(Dataset entries)
----

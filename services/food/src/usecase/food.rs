use chrono::Utc;
use uuid::Uuid;

use reelbite_domain::id::{FoodId, PartnerId};
use reelbite_domain::price::Price;

use crate::domain::repository::{FoodRepository, MediaStorage};
use crate::domain::types::{Food, FoodWithPartner, VideoUpload};
use crate::error::FoodServiceError;

// ── CreateFood ───────────────────────────────────────────────────────────────

pub struct CreateFoodInput {
    pub name: Option<String>,
    pub description: Option<String>,
    pub price: Option<String>,
    pub video: Option<VideoUpload>,
}

pub struct CreateFoodUseCase<R: FoodRepository, M: MediaStorage> {
    pub repo: R,
    pub storage: M,
}

impl<R: FoodRepository, M: MediaStorage> CreateFoodUseCase<R, M> {
    pub async fn execute(
        &self,
        partner_id: PartnerId,
        input: CreateFoodInput,
    ) -> Result<Food, FoodServiceError> {
        let name = input
            .name
            .map(|n| n.trim().to_owned())
            .filter(|n| !n.is_empty())
            .ok_or(FoodServiceError::MissingData)?;
        let price = Price::from_form_field(input.price.as_deref())?;
        let video = input
            .video
            .filter(|v| !v.bytes.is_empty())
            .ok_or(FoodServiceError::MissingVideo)?;

        // Keep the extension so the CDN serves the right content type.
        let file_name = format!("{}{}", Uuid::now_v7(), video.extension());
        let video_url = self
            .storage
            .upload(&file_name, video.content_type.as_deref(), video.bytes)
            .await?;

        let food = Food {
            id: FoodId(Uuid::now_v7()),
            name,
            description: input.description.unwrap_or_default().trim().to_owned(),
            price,
            video_url,
            food_partner_id: partner_id,
            like_count: 0,
            saves_count: 0,
            created_at: Utc::now(),
        };
        self.repo.create(&food).await?;
        tracing::info!(food_id = %food.id, partner_id = %partner_id, "food created");
        Ok(food)
    }
}

// ── ListFoods ────────────────────────────────────────────────────────────────

pub struct ListFoodsUseCase<R: FoodRepository> {
    pub repo: R,
}

impl<R: FoodRepository> ListFoodsUseCase<R> {
    pub async fn execute(&self) -> Result<Vec<Food>, FoodServiceError> {
        self.repo.list().await
    }
}

// ── GetFood ──────────────────────────────────────────────────────────────────

pub struct GetFoodUseCase<R: FoodRepository> {
    pub repo: R,
}

impl<R: FoodRepository> GetFoodUseCase<R> {
    pub async fn execute(&self, id: FoodId) -> Result<FoodWithPartner, FoodServiceError> {
        self.repo
            .find_with_partner(id)
            .await?
            .ok_or(FoodServiceError::FoodNotFound)
    }
}

// ── DeleteFood ───────────────────────────────────────────────────────────────

pub struct DeleteFoodUseCase<R: FoodRepository> {
    pub repo: R,
}

impl<R: FoodRepository> DeleteFoodUseCase<R> {
    pub async fn execute(&self, partner_id: PartnerId, id: FoodId) -> Result<(), FoodServiceError> {
        let food = self
            .repo
            .find_by_id(id)
            .await?
            .ok_or(FoodServiceError::FoodNotFound)?;
        if food.food_partner_id != partner_id {
            return Err(FoodServiceError::Forbidden);
        }
        if !self.repo.delete(id).await? {
            return Err(FoodServiceError::FoodNotFound);
        }
        tracing::info!(food_id = %id, partner_id = %partner_id, "food deleted");
        Ok(())
    }
}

----

_WHAT YOU HAVE TO DO_
How many lines of the data contain "PartnerId"? Work it out and give only the number.

_RESPONSE TO THE TASK_
3